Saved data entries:
----------------------------------------

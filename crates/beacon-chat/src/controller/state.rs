//! Session state, published snapshots and user-facing failure text.

use tokio::time::Instant;

use crate::cooldown::CooldownGate;
use crate::request::{RequestManager, RequestOutcome};
use crate::Message;

pub(crate) const TIMEOUT_TEXT: &str = "Request timeout. Please try again.";

/// Read model handed to the presentation layer.
#[derive(Debug, Clone, Default, PartialEq, Eq)]
pub struct ChatSnapshot {
    pub messages: Vec<Message>,
    pub loading: bool,
    pub error: Option<String>,
    pub cooldown_remaining: u64,
}

impl ChatSnapshot {
    /// Whether the input should accept a new send right now.
    pub fn can_send(&self) -> bool {
        !self.loading && self.cooldown_remaining == 0
    }
}

/// Result of one `send_message` call.
#[derive(Debug, Clone, PartialEq, Eq)]
pub enum SendOutcome {
    /// Blank input; nothing happened.
    Ignored,
    /// Rejected by the cooldown gate before any network call.
    RateLimited { remaining_seconds: u64 },
    /// The request settled while still active and its result was applied.
    Completed(RequestOutcome),
    /// Cancelled or superseded; the result was dropped.
    Discarded,
}

impl SendOutcome {
    /// User-facing text for outcomes that leave nothing in the log.
    pub fn notice(&self) -> Option<String> {
        match self {
            SendOutcome::RateLimited { remaining_seconds } => Some(wait_text(*remaining_seconds)),
            _ => None,
        }
    }
}

pub(crate) struct SessionState {
    pub(crate) messages: Vec<Message>,
    pub(crate) loading: bool,
    pub(crate) error: Option<String>,
    pub(crate) gate: CooldownGate,
    pub(crate) requests: RequestManager,
    pub(crate) countdown_running: bool,
}

impl SessionState {
    pub(crate) fn snapshot(&self, now: Instant) -> ChatSnapshot {
        ChatSnapshot {
            messages: self.messages.clone(),
            loading: self.loading,
            error: self.error.clone(),
            cooldown_remaining: self.gate.remaining_seconds(now),
        }
    }
}

pub(crate) fn wait_text(remaining_seconds: u64) -> String {
    format!("Please wait {remaining_seconds}s before sending another message.")
}

/// The assistant-side message recorded for a failed outcome.
pub(crate) fn failure_message(outcome: &RequestOutcome) -> Option<Message> {
    let content = match outcome {
        RequestOutcome::Success(_) | RequestOutcome::Cancelled => return None,
        RequestOutcome::HttpError {
            detail: Some(detail),
            ..
        } => format!("❌ {detail}"),
        RequestOutcome::HttpError { status, .. } => format!("❌ HTTP {status}"),
        RequestOutcome::Timeout => format!("⏱️ {TIMEOUT_TEXT}"),
        RequestOutcome::NetworkError(message) => format!("⚠️ {message}"),
    };
    Some(Message::assistant_error(content))
}

#[cfg(test)]
mod tests {
    use super::*;

    #[test]
    fn failure_text_per_outcome() {
        let text = |outcome: RequestOutcome| failure_message(&outcome).map(|m| m.content);

        assert_eq!(
            text(RequestOutcome::HttpError {
                status: 402,
                detail: Some("OpenAI API quota exceeded.".into())
            }),
            Some("❌ OpenAI API quota exceeded.".into())
        );
        assert_eq!(
            text(RequestOutcome::HttpError {
                status: 503,
                detail: None
            }),
            Some("❌ HTTP 503".into())
        );
        assert_eq!(
            text(RequestOutcome::Timeout),
            Some("⏱️ Request timeout. Please try again.".into())
        );
        assert_eq!(
            text(RequestOutcome::NetworkError("empty response".into())),
            Some("⚠️ empty response".into())
        );
        assert_eq!(text(RequestOutcome::Success("ok".into())), None);
        assert_eq!(text(RequestOutcome::Cancelled), None);
    }

    #[test]
    fn failure_messages_are_flagged() {
        let msg = failure_message(&RequestOutcome::Timeout).unwrap();
        assert!(msg.is_error);
        assert_eq!(msg.role, crate::Role::Assistant);
    }

    #[test]
    fn only_rate_limit_carries_a_notice() {
        assert_eq!(
            SendOutcome::RateLimited { remaining_seconds: 7 }.notice().as_deref(),
            Some("Please wait 7s before sending another message.")
        );
        assert_eq!(SendOutcome::Ignored.notice(), None);
        assert_eq!(SendOutcome::Discarded.notice(), None);
        assert_eq!(
            SendOutcome::Completed(RequestOutcome::Timeout).notice(),
            None
        );
    }

    #[test]
    fn wait_text_names_seconds() {
        assert_eq!(
            wait_text(10),
            "Please wait 10s before sending another message."
        );
    }

    #[test]
    fn can_send_requires_idle_and_no_cooldown() {
        let idle = ChatSnapshot::default();
        assert!(idle.can_send());
        assert!(!ChatSnapshot {
            loading: true,
            ..ChatSnapshot::default()
        }
        .can_send());
        assert!(!ChatSnapshot {
            cooldown_remaining: 3,
            ..ChatSnapshot::default()
        }
        .can_send());
    }
}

----------------------------------------

• **ABOUT THIS TASK**:
For the word "RateLimited", count the lines of the data that contain it and state only that count.

• **OUTPUT FOR THIS EXERCISE**:
3